Collection entries:
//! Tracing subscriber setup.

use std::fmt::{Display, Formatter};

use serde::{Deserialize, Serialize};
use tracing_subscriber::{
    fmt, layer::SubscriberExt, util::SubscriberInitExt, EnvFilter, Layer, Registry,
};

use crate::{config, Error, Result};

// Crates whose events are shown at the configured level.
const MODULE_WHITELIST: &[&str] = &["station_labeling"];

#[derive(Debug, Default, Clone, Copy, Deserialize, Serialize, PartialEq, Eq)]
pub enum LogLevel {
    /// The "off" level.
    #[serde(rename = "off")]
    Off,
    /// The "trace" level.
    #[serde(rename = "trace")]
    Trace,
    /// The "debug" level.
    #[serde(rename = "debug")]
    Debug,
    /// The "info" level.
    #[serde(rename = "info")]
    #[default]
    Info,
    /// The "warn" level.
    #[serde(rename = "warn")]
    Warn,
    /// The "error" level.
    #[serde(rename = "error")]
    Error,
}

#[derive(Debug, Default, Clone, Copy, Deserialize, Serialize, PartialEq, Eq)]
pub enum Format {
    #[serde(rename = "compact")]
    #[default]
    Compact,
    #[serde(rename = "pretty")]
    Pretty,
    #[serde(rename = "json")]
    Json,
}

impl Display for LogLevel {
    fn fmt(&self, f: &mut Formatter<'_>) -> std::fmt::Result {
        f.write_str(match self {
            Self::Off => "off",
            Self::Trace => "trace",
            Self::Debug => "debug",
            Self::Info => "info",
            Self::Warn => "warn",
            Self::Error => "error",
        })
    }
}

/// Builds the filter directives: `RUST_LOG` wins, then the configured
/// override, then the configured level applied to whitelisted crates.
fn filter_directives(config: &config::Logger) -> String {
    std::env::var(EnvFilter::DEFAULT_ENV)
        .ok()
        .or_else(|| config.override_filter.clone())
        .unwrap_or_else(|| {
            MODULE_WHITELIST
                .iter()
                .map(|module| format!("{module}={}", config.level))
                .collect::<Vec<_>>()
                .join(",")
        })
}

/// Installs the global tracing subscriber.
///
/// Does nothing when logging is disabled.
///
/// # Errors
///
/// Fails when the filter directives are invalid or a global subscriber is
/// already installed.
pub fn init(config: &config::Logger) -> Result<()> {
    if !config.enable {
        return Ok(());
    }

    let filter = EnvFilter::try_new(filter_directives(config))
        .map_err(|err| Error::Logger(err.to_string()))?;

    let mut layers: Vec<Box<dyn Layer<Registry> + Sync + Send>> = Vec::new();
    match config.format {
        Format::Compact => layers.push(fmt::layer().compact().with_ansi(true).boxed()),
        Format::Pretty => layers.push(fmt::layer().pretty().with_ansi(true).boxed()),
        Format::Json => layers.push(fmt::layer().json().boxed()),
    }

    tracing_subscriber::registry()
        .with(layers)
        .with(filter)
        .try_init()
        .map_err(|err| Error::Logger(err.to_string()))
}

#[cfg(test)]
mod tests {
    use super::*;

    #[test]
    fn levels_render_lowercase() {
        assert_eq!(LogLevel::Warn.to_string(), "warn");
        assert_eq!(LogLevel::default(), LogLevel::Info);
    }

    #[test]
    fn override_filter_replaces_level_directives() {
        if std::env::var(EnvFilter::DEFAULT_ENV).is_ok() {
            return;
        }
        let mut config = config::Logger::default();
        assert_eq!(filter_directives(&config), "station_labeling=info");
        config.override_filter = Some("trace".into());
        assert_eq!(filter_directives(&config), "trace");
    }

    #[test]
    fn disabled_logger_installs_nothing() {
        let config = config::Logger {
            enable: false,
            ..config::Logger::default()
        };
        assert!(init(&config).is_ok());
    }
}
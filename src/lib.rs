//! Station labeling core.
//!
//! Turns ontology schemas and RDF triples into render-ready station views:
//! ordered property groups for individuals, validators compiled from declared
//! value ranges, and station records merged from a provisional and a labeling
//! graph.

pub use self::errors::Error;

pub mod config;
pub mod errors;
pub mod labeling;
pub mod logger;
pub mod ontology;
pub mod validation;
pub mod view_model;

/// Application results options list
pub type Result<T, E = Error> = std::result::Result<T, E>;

TASK DIRECTIONS:
Using the data above, show each line where "match" occurs.

PROBLEM SOLUTION:
        f.write_str(match self {
    match config.format {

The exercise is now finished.